### Data to examine
---

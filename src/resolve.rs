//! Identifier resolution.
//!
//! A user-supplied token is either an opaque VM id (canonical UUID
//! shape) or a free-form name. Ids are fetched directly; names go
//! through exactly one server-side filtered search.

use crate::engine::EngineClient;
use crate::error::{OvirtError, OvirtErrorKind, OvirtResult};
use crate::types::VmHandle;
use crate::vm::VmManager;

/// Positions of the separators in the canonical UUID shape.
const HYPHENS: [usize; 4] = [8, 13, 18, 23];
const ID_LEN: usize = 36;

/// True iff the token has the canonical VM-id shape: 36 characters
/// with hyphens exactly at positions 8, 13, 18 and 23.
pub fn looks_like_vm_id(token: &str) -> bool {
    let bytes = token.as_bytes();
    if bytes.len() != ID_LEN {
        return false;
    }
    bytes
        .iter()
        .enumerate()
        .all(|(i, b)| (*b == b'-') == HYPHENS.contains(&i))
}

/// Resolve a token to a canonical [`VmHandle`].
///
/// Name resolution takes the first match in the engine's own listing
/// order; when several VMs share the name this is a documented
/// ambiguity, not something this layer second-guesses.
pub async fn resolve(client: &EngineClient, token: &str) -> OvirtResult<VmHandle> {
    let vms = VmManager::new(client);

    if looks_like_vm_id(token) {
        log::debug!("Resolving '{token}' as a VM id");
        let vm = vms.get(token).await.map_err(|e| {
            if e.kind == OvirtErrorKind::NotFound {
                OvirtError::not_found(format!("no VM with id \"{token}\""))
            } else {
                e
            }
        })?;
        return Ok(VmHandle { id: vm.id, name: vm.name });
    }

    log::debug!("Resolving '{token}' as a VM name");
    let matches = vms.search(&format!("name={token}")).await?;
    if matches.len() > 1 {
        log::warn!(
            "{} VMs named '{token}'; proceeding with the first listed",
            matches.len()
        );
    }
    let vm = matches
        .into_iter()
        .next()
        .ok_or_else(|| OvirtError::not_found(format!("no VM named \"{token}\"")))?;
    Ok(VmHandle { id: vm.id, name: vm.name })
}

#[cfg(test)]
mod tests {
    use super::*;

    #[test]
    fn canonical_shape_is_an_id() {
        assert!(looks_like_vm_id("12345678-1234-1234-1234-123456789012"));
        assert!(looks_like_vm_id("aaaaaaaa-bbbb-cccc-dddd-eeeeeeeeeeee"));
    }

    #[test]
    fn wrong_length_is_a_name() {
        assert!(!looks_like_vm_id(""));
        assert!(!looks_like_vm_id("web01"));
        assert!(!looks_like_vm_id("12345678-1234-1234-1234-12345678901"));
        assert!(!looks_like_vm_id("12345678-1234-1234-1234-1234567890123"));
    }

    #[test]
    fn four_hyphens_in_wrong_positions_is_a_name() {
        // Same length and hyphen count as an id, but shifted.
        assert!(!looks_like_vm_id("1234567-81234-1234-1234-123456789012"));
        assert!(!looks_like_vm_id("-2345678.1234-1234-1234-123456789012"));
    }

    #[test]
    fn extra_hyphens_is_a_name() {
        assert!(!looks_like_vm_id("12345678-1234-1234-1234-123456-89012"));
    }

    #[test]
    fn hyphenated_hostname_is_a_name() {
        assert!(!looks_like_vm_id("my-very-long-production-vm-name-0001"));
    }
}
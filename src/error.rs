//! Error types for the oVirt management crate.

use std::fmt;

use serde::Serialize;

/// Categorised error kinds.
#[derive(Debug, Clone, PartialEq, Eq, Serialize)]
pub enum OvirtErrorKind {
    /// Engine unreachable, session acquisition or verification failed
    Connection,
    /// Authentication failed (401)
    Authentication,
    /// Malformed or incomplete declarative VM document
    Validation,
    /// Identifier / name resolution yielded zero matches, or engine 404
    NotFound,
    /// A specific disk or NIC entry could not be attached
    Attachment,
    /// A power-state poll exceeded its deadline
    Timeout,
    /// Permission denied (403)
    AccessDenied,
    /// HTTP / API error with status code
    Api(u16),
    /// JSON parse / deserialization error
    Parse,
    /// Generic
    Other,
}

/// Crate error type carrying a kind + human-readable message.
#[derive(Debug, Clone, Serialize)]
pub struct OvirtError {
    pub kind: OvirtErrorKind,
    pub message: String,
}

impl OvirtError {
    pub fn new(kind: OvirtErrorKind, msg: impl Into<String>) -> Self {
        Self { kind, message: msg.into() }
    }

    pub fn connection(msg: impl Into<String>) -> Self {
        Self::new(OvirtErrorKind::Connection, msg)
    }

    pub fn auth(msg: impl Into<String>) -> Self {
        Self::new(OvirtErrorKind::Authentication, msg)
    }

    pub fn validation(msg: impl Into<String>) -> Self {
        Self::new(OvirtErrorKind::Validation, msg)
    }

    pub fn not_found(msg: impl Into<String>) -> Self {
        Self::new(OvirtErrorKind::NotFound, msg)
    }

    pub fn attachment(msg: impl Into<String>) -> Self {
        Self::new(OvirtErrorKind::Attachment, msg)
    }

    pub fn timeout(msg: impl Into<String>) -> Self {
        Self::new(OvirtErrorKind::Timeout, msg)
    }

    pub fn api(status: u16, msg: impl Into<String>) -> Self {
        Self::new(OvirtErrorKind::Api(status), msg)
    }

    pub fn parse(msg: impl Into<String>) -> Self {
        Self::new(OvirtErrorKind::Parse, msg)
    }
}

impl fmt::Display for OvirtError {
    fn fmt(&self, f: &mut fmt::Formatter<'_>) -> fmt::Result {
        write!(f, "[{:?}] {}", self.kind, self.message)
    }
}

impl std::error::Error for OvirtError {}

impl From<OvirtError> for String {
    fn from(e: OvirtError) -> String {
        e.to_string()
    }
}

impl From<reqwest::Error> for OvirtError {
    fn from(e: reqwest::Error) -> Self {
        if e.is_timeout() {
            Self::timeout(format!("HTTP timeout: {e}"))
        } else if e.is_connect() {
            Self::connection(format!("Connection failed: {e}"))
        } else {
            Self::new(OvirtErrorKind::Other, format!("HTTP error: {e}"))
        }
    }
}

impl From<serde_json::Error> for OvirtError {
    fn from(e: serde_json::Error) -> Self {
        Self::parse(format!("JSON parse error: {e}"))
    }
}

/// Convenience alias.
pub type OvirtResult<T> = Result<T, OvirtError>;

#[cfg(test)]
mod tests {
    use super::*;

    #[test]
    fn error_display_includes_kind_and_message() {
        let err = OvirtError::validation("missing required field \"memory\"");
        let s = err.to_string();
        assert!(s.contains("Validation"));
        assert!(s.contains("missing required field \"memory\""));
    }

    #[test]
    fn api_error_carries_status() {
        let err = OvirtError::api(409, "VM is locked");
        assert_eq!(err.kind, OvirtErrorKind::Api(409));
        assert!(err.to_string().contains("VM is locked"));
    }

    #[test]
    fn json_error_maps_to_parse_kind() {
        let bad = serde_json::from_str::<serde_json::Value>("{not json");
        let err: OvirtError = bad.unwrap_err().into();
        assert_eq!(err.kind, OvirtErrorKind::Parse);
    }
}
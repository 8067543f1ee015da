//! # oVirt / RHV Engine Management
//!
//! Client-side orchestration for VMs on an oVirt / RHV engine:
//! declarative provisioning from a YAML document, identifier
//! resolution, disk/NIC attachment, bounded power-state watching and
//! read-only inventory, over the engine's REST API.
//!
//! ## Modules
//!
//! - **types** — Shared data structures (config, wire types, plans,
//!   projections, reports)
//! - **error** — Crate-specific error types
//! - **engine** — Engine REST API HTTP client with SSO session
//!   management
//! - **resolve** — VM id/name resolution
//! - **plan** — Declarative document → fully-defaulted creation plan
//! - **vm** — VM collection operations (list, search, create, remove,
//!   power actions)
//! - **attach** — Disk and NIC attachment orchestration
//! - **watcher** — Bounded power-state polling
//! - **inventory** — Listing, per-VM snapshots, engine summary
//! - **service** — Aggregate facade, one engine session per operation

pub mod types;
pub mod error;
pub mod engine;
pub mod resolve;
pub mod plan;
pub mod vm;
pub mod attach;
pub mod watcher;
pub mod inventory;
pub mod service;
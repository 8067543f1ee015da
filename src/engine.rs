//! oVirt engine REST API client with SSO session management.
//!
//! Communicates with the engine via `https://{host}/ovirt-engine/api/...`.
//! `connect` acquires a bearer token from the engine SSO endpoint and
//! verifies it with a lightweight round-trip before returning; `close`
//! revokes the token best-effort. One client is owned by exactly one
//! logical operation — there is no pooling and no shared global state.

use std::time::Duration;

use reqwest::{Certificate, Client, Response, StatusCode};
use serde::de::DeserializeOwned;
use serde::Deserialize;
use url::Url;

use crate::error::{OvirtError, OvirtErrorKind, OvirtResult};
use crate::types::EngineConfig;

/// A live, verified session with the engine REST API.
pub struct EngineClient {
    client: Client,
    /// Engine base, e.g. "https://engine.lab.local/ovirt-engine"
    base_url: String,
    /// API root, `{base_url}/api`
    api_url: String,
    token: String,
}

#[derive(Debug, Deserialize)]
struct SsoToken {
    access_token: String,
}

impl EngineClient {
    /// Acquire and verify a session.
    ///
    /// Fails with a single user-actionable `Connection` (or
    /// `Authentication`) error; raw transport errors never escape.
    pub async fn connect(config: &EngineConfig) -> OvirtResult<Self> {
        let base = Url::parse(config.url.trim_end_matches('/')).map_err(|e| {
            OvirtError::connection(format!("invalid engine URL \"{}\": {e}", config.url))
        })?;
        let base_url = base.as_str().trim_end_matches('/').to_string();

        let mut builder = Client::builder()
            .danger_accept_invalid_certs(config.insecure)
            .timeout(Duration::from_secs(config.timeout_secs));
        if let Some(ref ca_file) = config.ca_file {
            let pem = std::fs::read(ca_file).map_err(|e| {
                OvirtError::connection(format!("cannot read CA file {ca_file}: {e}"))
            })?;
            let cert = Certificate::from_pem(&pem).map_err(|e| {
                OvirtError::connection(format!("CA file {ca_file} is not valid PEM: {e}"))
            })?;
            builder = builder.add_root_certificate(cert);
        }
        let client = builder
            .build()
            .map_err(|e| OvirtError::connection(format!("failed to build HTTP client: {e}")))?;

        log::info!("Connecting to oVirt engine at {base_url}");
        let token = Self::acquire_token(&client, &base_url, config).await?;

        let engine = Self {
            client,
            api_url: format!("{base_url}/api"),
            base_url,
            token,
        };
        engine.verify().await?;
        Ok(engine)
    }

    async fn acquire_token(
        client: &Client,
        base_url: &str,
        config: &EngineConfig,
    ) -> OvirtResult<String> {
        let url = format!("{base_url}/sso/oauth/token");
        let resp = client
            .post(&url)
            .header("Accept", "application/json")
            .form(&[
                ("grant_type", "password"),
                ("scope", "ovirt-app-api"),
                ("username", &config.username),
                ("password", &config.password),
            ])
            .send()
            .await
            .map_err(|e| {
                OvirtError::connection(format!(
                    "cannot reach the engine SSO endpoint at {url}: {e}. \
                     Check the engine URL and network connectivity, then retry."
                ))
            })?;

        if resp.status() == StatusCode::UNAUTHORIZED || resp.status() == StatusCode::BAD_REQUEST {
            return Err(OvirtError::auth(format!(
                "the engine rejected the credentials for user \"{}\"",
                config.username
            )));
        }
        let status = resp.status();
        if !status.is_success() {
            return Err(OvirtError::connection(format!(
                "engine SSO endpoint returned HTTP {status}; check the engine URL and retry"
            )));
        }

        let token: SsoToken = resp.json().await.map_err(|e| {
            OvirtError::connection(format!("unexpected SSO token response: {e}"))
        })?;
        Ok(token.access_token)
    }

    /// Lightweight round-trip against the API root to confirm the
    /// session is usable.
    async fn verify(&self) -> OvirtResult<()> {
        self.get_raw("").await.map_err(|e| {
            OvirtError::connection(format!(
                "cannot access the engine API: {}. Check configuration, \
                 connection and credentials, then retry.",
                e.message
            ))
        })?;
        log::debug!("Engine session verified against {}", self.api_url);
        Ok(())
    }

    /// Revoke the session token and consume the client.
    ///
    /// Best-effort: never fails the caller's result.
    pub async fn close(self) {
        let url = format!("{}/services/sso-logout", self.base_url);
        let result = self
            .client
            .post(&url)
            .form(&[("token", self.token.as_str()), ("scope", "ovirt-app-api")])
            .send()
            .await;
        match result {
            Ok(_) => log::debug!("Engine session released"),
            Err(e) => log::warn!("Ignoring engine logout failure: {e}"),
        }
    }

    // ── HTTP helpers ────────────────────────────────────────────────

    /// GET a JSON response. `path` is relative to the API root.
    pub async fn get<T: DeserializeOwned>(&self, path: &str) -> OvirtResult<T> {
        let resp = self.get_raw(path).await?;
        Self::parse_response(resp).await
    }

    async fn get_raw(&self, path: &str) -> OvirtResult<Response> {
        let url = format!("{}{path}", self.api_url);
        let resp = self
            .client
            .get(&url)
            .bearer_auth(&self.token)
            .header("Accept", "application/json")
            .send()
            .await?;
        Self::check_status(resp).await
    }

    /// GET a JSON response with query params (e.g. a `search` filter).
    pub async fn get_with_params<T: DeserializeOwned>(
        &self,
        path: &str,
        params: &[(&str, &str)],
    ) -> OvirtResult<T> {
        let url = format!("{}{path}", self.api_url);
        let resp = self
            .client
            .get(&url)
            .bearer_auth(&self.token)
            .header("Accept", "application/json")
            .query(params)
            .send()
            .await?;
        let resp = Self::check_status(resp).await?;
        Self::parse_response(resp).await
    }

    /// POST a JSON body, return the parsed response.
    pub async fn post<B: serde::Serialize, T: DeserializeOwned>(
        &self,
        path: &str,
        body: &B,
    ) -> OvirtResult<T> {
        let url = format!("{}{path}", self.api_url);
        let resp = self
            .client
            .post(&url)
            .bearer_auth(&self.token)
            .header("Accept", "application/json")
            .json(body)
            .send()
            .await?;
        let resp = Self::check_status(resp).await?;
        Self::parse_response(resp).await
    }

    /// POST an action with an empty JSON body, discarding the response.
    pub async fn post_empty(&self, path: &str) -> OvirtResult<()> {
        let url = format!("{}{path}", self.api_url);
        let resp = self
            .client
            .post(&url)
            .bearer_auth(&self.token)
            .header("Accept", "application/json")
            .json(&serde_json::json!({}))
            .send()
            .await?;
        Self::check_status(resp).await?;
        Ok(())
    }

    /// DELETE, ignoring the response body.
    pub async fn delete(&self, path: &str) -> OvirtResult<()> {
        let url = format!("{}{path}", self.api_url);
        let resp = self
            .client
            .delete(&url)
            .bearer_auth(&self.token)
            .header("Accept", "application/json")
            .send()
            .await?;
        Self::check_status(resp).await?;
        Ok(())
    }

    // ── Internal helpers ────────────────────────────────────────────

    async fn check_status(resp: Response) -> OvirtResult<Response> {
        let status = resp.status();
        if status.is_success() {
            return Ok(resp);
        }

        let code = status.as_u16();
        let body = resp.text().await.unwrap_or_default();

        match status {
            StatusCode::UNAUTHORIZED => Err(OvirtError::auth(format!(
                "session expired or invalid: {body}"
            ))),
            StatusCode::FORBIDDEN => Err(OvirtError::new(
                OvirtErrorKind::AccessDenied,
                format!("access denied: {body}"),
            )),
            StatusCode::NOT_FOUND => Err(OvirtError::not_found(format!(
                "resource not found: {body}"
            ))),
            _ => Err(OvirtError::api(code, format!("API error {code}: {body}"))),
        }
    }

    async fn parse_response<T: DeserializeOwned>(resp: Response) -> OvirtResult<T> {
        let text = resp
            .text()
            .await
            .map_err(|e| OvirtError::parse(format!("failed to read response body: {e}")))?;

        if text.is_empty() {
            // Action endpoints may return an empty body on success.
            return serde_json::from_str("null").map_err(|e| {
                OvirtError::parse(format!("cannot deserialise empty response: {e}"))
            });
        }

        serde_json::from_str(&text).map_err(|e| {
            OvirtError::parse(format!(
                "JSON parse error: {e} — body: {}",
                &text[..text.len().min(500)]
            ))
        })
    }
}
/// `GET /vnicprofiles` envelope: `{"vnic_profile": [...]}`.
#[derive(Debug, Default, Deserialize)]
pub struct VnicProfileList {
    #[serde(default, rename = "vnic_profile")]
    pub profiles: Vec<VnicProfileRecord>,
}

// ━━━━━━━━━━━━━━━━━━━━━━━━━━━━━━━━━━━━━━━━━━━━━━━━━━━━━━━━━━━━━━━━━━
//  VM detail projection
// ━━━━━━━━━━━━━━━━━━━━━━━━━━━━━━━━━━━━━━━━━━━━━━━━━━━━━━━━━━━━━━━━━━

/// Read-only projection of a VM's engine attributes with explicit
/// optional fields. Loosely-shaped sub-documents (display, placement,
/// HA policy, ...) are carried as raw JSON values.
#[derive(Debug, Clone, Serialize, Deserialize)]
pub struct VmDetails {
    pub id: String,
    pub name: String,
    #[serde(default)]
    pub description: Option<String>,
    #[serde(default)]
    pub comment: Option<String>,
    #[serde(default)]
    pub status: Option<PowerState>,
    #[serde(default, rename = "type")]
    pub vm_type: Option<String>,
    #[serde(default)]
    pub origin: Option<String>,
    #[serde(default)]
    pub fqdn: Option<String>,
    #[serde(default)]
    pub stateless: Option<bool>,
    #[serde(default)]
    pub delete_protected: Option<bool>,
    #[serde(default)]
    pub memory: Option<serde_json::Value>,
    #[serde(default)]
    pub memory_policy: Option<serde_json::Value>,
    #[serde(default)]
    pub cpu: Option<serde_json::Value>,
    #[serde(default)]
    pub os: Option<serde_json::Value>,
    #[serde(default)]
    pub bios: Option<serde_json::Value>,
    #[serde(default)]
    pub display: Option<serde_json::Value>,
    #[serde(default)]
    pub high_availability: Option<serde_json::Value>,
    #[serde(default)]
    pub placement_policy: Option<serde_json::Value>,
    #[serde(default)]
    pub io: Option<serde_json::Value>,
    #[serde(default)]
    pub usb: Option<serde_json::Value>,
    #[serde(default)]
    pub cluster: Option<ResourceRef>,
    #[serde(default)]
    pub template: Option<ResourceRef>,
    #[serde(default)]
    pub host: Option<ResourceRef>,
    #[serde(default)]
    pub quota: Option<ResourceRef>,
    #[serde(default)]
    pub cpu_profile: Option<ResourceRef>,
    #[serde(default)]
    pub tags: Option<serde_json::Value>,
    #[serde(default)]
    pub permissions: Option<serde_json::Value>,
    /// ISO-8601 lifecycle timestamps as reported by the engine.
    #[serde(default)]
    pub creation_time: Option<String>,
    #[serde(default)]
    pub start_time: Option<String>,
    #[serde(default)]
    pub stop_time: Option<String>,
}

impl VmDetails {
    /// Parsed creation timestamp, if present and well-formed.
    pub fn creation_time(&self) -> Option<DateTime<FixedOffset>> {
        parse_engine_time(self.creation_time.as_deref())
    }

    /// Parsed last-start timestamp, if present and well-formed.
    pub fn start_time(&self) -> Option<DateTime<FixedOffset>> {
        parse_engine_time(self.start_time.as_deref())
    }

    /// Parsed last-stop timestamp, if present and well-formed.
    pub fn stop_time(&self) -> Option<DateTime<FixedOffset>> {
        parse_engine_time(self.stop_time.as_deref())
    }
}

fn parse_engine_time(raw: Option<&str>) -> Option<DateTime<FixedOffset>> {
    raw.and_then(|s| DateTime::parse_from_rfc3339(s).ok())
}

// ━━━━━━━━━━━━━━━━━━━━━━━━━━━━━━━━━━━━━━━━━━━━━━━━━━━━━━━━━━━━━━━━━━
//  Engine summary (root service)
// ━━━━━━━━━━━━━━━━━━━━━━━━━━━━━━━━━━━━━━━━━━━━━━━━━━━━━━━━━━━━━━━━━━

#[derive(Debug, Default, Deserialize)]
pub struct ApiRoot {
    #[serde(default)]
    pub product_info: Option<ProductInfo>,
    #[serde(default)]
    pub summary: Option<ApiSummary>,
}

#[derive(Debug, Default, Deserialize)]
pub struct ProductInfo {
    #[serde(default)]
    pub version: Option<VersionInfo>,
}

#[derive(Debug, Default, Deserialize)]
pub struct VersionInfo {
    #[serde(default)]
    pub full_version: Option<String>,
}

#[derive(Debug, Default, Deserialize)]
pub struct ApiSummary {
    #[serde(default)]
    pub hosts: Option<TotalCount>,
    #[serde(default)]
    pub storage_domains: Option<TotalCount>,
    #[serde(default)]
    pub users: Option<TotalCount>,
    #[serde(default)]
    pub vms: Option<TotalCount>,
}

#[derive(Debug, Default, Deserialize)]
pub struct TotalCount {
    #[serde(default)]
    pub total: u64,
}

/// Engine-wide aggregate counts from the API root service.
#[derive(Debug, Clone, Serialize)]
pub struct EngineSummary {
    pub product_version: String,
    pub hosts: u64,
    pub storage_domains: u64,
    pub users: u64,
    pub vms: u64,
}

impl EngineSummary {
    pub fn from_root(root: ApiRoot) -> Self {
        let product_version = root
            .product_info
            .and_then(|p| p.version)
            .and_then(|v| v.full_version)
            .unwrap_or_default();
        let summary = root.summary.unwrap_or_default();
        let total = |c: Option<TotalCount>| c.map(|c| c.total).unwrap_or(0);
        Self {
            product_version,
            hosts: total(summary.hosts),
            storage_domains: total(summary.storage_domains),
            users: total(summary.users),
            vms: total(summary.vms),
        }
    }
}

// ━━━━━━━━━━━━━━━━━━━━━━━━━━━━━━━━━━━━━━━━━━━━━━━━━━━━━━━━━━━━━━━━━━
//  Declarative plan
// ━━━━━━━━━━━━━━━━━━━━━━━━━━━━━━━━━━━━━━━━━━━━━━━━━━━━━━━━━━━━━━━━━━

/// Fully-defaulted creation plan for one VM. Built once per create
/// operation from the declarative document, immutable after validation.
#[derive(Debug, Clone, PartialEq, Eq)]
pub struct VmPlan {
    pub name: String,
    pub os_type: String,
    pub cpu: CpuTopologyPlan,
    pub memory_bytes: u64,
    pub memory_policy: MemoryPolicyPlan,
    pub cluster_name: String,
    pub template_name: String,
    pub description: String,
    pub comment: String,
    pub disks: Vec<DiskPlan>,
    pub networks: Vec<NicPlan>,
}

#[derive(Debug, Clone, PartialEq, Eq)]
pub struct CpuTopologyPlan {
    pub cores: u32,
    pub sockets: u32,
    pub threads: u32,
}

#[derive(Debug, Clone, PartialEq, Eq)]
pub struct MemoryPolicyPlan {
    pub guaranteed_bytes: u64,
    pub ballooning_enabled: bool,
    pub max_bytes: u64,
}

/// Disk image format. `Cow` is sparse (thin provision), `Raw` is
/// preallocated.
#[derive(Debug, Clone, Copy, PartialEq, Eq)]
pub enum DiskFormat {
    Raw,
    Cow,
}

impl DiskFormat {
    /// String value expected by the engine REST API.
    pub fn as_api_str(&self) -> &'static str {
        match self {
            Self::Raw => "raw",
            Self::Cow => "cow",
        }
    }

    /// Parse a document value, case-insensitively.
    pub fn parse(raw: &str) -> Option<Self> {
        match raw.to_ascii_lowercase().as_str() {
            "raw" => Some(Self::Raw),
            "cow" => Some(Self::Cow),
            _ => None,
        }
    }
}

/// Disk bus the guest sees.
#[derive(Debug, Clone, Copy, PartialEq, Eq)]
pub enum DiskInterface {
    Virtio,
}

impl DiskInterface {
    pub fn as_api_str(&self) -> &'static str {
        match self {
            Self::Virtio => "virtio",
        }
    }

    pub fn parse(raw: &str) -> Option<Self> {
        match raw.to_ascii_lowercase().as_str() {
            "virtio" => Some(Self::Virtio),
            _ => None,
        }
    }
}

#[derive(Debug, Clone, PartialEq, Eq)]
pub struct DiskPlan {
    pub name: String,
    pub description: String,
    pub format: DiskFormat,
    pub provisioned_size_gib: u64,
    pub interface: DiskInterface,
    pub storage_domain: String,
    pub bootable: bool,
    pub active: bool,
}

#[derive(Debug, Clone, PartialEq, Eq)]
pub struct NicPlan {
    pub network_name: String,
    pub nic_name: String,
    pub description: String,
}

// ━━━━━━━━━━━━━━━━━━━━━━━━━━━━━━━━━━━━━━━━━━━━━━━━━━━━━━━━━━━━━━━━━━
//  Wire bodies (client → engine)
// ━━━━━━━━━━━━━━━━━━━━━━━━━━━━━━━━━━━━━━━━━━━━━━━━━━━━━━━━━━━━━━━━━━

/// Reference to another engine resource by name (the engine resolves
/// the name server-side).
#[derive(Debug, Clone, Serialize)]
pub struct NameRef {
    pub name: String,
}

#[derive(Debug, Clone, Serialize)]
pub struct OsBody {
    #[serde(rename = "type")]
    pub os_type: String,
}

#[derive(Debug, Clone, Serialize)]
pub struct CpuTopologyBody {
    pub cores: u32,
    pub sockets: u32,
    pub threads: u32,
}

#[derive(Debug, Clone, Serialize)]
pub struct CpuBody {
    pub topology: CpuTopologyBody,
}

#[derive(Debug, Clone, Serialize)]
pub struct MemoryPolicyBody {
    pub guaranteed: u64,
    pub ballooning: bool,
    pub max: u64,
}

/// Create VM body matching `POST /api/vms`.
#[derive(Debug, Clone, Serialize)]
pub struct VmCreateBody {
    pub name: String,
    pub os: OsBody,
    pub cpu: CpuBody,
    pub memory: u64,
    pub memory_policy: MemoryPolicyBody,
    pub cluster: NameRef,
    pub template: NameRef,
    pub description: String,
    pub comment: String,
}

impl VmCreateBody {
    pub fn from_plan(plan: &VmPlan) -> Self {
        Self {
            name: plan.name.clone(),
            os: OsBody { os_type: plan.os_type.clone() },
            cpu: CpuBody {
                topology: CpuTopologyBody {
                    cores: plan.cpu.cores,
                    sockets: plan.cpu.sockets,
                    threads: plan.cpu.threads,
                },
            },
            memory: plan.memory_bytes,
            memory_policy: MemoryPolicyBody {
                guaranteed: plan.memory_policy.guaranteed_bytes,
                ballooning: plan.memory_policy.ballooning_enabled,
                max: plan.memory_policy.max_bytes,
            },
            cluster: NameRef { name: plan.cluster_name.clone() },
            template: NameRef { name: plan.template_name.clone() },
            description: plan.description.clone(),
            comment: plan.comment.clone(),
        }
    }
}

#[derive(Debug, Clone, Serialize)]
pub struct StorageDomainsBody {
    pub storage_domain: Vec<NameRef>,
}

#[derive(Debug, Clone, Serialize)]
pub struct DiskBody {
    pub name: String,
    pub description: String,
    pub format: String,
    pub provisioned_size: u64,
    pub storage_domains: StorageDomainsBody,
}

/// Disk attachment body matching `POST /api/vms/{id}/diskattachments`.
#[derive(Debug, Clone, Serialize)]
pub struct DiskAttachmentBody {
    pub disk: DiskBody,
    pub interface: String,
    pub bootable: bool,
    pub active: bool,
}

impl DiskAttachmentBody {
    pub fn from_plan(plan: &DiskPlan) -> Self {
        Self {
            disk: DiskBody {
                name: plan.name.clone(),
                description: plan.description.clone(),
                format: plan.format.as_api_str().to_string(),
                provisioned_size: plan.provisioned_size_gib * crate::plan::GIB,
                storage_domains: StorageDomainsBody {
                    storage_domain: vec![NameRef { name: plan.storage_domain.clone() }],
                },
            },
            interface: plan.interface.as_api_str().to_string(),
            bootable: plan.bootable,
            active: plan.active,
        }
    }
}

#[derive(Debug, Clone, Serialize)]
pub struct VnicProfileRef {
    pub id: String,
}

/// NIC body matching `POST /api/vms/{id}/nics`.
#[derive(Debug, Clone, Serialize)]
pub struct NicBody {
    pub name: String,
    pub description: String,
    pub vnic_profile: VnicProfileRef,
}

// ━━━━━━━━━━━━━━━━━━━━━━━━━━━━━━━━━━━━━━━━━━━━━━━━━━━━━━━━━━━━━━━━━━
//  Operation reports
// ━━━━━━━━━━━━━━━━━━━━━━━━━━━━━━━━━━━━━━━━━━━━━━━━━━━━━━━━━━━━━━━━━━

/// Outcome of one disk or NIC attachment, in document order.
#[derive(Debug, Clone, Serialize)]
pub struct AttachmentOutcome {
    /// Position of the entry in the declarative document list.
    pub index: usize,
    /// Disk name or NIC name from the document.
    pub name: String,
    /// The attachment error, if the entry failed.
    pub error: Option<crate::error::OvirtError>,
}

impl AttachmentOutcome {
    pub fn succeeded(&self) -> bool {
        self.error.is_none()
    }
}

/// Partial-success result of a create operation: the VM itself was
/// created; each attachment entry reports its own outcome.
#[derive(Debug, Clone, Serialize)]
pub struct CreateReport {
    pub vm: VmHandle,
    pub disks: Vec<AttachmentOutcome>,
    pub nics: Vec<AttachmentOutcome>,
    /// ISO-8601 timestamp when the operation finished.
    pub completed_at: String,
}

---

### Brief
Using the records above, gather all lines where the string "REST" is present.

### Solution for this problem
//! read-only inventory, over the engine's REST API.
//! - **engine** — Engine REST API HTTP client with SSO session
//! oVirt engine REST API client with SSO session management.
/// A live, verified session with the engine REST API.
    /// String value expected by the engine REST API.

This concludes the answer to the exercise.